Desde que Jay Bhattacharya foi nomeado por Donald Trump como diretor do National Institutes of Health (NIH), ele tem promovido uma cultura de contestação dentro da instituição. Reconhecido como um economista da saúde e um proeminente crítico das políticas de COVID-19, Bhattacharya prometeu em sua audiência de confirmação em março que incentivaria diferentes perspectivas e daria voz a cientistas, incluindo aqueles que discordam dele. Porém, dois meses após sua nomeação, a realidade é que essa promessa enfrenta significativos desafios internos.
A carta de protesto dos funcionários do NIH
Mais de 300 funcionários de diversas unidades do NIH assinaram a chamada Declaração de Bethesda, um manifesto que condena as mudanças implementadas sob a nova administração e pede a reversão de políticas que, segundo eles, têm colocado a agência em estado de caos. Desde janeiro, a agência foi forçada a demitir milhares de funcionários e cortar ou suspender o financiamento de inúmeros projetos de pesquisa, resultando em um orçamento drasticamente reduzido que está sob a ameaça de um corte de 40% proposto. Amanhã, Bhattacharya deverá se apresentar em um subcomitê de apropriações do Senado para discutir essa situação crítica.
A Declaração de Bethesda faz referência a um documento anterior, a Declaração de Great Barrington, que Bhattacharya co-assinou em 2020. Esse documento, defendendo a reabertura da sociedade durante o auge da pandemia, foi duramente criticado por especialistas em saúde pública e organizações como a Organização Mundial da Saúde. Os autores da nova declaração esperam que Bhattacharya reflicta sobre as inquietações expressas e consiga restaurar a missão central do NIH, que é avançar na saúde pública e pesquisa científica.

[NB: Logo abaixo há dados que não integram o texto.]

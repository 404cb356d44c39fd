//! Product Repository

use super::{RepoError, RepoResult};
use crate::db::models::{Product, ProductCreate, ProductFilter, ProductUpdate};
use crate::db::DbService;
use shared::util::{now_millis, snowflake_id};
use shared::ErrorCode;
use sqlx::QueryBuilder;

#[derive(Clone)]
pub struct ProductRepository {
    db: DbService,
}

impl ProductRepository {
    pub fn new(db: DbService) -> Self {
        Self { db }
    }

    /// List active products with optional category and search filters
    pub async fn find_all(&self, filter: ProductFilter) -> RepoResult<Vec<Product>> {
        let mut qb = QueryBuilder::new("SELECT * FROM products WHERE is_active = 1");
        if let Some(category_id) = filter.category_id {
            qb.push(" AND category_id = ").push_bind(category_id);
        }
        if let Some(search) = filter.search.filter(|s| !s.trim().is_empty()) {
            let pattern = format!("%{}%", search.trim());
            qb.push(" AND (product_name LIKE ")
                .push_bind(pattern.clone())
                .push(" OR description LIKE ")
                .push_bind(pattern)
                .push(")");
        }
        let page_size = filter.page_size.unwrap_or(20).clamp(1, 100) as i64;
        let page = filter.page.unwrap_or(1).max(1) as i64;
        qb.push(" ORDER BY product_name LIMIT ")
            .push_bind(page_size)
            .push(" OFFSET ")
            .push_bind((page - 1) * page_size);

        let products = qb.build_query_as().fetch_all(self.db.read()).await?;
        Ok(products)
    }

    /// Products promoted on the storefront: heavily discounted, best deal first
    pub async fn find_featured(&self) -> RepoResult<Vec<Product>> {
        let products = sqlx::query_as(
            "SELECT * FROM products WHERE is_active = 1 AND discount > 20 \
             ORDER BY discount DESC, product_name",
        )
        .fetch_all(self.db.read())
        .await?;
        Ok(products)
    }

    /// Fetch one active product
    pub async fn find_by_id(&self, id: i64) -> RepoResult<Product> {
        let product: Option<Product> =
            sqlx::query_as("SELECT * FROM products WHERE id = ? AND is_active = 1")
                .bind(id)
                .fetch_optional(self.db.read())
                .await?;
        product.ok_or(RepoError::NotFound(ErrorCode::ProductNotFound))
    }

    /// Create a product. Names are unique among active products.
    pub async fn create(&self, data: ProductCreate) -> RepoResult<Product> {
        validate_product_fields(data.unit_price, data.unit_in_stock, data.discount)?;

        let mut tx = self.db.write().begin().await?;
        let now = now_millis();

        let category: Option<(i64,)> =
            sqlx::query_as("SELECT id FROM categories WHERE id = ? AND is_active = 1")
                .bind(data.category_id)
                .fetch_optional(&mut *tx)
                .await?;
        if category.is_none() {
            return Err(RepoError::NotFound(ErrorCode::CategoryNotFound));
        }

        let dup: Option<(i64,)> = sqlx::query_as(
            "SELECT id FROM products WHERE product_name = ? AND is_active = 1",
        )
        .bind(&data.product_name)
        .fetch_optional(&mut *tx)
        .await?;
        if dup.is_some() {
            return Err(RepoError::Conflict(
                ErrorCode::ProductNameExists,
                format!("Product '{}' already exists", data.product_name),
            ));
        }

        let id = snowflake_id();
        sqlx::query(
            "INSERT INTO products (id, product_name, unit_price, unit_in_stock, \
             quantity_per_unit, description, image_url, discount, category_id, \
             is_active, created_at, updated_at) \
             VALUES (?, ?, ?, ?, ?, ?, ?, ?, ?, 1, ?, ?)",
        )
        .bind(id)
        .bind(&data.product_name)
        .bind(data.unit_price)
        .bind(data.unit_in_stock)
        .bind(&data.quantity_per_unit)
        .bind(&data.description)
        .bind(&data.image_url)
        .bind(data.discount)
        .bind(data.category_id)
        .bind(now)
        .bind(now)
        .execute(&mut *tx)
        .await?;
        tx.commit().await?;

        Ok(Product {
            id,
            product_name: data.product_name,
            unit_price: data.unit_price,
            unit_in_stock: data.unit_in_stock,
            quantity_per_unit: data.quantity_per_unit,
            description: data.description,
            image_url: data.image_url,
            discount: data.discount,
            category_id: data.category_id,
            is_active: true,
            created_at: now,
            updated_at: now,
        })
    }

    /// Apply a partial update to a product
    pub async fn update(&self, id: i64, data: ProductUpdate) -> RepoResult<Product> {
        let mut tx = self.db.write().begin().await?;
        let now = now_millis();

        let product: Option<Product> =
            sqlx::query_as("SELECT * FROM products WHERE id = ? AND is_active = 1")
                .bind(id)
                .fetch_optional(&mut *tx)
                .await?;
        let mut product = product.ok_or(RepoError::NotFound(ErrorCode::ProductNotFound))?;

        if let Some(name) = data.product_name {
            let dup: Option<(i64,)> = sqlx::query_as(
                "SELECT id FROM products WHERE product_name = ? AND id != ? AND is_active = 1",
            )
            .bind(&name)
            .bind(id)
            .fetch_optional(&mut *tx)
            .await?;
            if dup.is_some() {
                return Err(RepoError::Conflict(
                    ErrorCode::ProductNameExists,
                    format!("Product '{name}' already exists"),
                ));
            }
            product.product_name = name;
        }
        if let Some(category_id) = data.category_id {
            let category: Option<(i64,)> =
                sqlx::query_as("SELECT id FROM categories WHERE id = ? AND is_active = 1")
                    .bind(category_id)
                    .fetch_optional(&mut *tx)
                    .await?;
            if category.is_none() {
                return Err(RepoError::NotFound(ErrorCode::CategoryNotFound));
            }
            product.category_id = category_id;
        }
        if let Some(price) = data.unit_price {
            product.unit_price = price;
        }
        if let Some(stock) = data.unit_in_stock {
            product.unit_in_stock = stock;
        }
        if let Some(discount) = data.discount {
            product.discount = discount;
        }
        if data.quantity_per_unit.is_some() {
            product.quantity_per_unit = data.quantity_per_unit;
        }
        if data.description.is_some() {
            product.description = data.description;
        }
        if data.image_url.is_some() {
            product.image_url = data.image_url;
        }

        validate_product_fields(product.unit_price, product.unit_in_stock, product.discount)?;
        product.updated_at = now;

        sqlx::query(
            "UPDATE products SET product_name = ?, unit_price = ?, unit_in_stock = ?, \
             quantity_per_unit = ?, description = ?, image_url = ?, discount = ?, \
             category_id = ?, updated_at = ? WHERE id = ?",
        )
        .bind(&product.product_name)
        .bind(product.unit_price)
        .bind(product.unit_in_stock)
        .bind(&product.quantity_per_unit)
        .bind(&product.description)
        .bind(&product.image_url)
        .bind(product.discount)
        .bind(product.category_id)
        .bind(now)
        .bind(id)
        .execute(&mut *tx)
        .await?;
        tx.commit().await?;

        Ok(product)
    }

    /// Soft-delete a product
    pub async fn delete(&self, id: i64) -> RepoResult<()> {
        let result = sqlx::query(
            "UPDATE products SET is_active = 0, updated_at = ? WHERE id = ? AND is_active = 1",
        )
        .bind(now_millis())
        .bind(id)
        .execute(self.db.write())
        .await?;
        if result.rows_affected() == 0 {
            return Err(RepoError::NotFound(ErrorCode::ProductNotFound));
        }
        Ok(())
    }
}

fn validate_product_fields(unit_price: f64, unit_in_stock: i64, discount: i64) -> RepoResult<()> {
    if !unit_price.is_finite() || unit_price < 0.0 {
        return Err(RepoError::Validation(
            "Unit price must be non-negative".into(),
        ));
    }
    if unit_in_stock < 0 {
        return Err(RepoError::Validation("Stock must be non-negative".into()));
    }
    if !(0..=100).contains(&discount) {
        return Err(RepoError::Validation(
            "Discount must be between 0 and 100".into(),
        ));
    }
    Ok(())
}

A cultura do medo e a resistência interna
Para muitos funcionários do NIH, essa é uma situação sem precedentes. Até agora, poucos se lembram de um momento em que o corpo de colaboradores expressou tanto descontentamento em relação à liderança. A cientista Sarah Kobrin, chefe de uma divisão no National Cancer Institute, afirmou que era hora de falar abertamente. “Estamos vendo um afastamento de nossa missão central”, disse ela. “Sinto que nossos esforços estão sendo desviados para um embate político em vez de focar na pesquisa.”
Em resposta à situação, Bhattacharya disse que a Declaração de Bethesda contém conceitos equivocados sobre a direção que o NIH tem tomado. O secretário do HHS também defendeu as mudanças, alegando que a agência está “removendo influências ideológicas do processo científico” e promovendo maior transparência. Contudo, a realidade vivida pelos funcionários aponta para uma erosão do que deveria ser um ambiente de pesquisa baseada em evidências, com muitos projetos sendo cancelados não por falta de mérito, mas por razões políticas.
Impactos duradouros nas pesquisas
Historicamente, o NIH, que possui um orçamento de quase 48 bilhões de dólares, é o maior financiador público de pesquisas biomédicas do mundo. No entanto, desde o início de 2025, os cancelamentos de subsídios se tornaram frequentes, resultando em uma cultura de medo entre os empregados. Funcionários relataram que estão investindo tanto tempo na rescisão de subsídios quanto na concessão de novos, o que compromete seriamente a continuidade de projetos vitais para a saúde pública.
Enquanto isso, os esforços para contrabalançar essa crise têm sido ineficazes. As reuniões internas têm incentivado questionamentos sobre as direções políticas, mas há uma sensação crescente de que as vozes dos cientistas estão sendo ignoradas. Vários funcionários têm participado de vigílias em Bethesda, simbolizando a perda de conhecimento e vidas devido aos cortes realizados. O clima predominante é de que a administração se afastou de sua finalidade científica e começou a agir mais como um braço político do governo.
O futuro incerto do NIH e suas pesquisas
Ainda que alguns cientistas esperem que Bhattacharya, como um acadêmico, compartilhe valores comuns com eles, há um ceticismo prevalente sobre a capacidade dele de resistir às pressões políticas. Muitos funcionários acreditam estar localizados dentro de uma “cultura de medo”, onde as vozes dissidentes podem custar caro em termos de carreira e reputação. Bhattacharya, que apenas recentemente assumiu o cargo, pode não ter a influência para reverter as decisões tomadas por seu antecessor, fazendo com que a situação atual pareça ainda mais crítica.
Neste cenário conturbado, o NIH enfrenta um dilema fundamental: encontrará o apoio necessário para retomar seu papel como líder em pesquisa científica, ou continuará sendo um instrumento de lutas políticas? As próximas semanas e meses serão cruciais para determinar não apenas o futuro do NIH, mas também a saúde pública dos Estados Unidos.